Work order
Here are some entries; quote each one exactly.
Start of Material for this exercise
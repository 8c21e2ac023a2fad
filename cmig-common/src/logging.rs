//! Logging initialisation
//!
//! `VERBOSE=true` lowers the default level to DEBUG. `RUST_LOG` always wins
//! when present.

use tracing_subscriber::{fmt, EnvFilter};

/// Install the global tracing subscriber
///
/// Safe to call more than once; later calls are ignored.
pub fn init(verbose: bool) {
    let default_level = if verbose { "debug" } else { "info" };
    let filter = EnvFilter::try_from_default_env()
        .unwrap_or_else(|_| EnvFilter::new(format!("{default_level},sqlx=warn,hyper=warn,reqwest=warn")));

    let _ = fmt()
        .with_env_filter(filter)
        .with_target(false)
        .try_init();
}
End of Material for this exercise
Solution for this problem
repository 8c21e2ac023a2fad
filename cmig-common/src/logging.rs
//! Logging initialisation
//!
//! `VERBOSE=true` lowers the default level to DEBUG. `RUST_LOG` always wins
//! when present.

use tracing_subscriber::{fmt, EnvFilter};

/// Install the global tracing subscriber
///
/// Safe to call more than once; later calls are ignored.
pub fn init(verbose: bool) {
    let default_level = if verbose { "debug" } else { "info" };
    let filter = EnvFilter::try_from_default_env()
        .unwrap_or_else(|_| EnvFilter::new(format!("{default_level},sqlx=warn,hyper=warn,reqwest=warn")));

    let _ = fmt()
        .with_env_filter(filter)
        .with_target(false)
        .try_init();
}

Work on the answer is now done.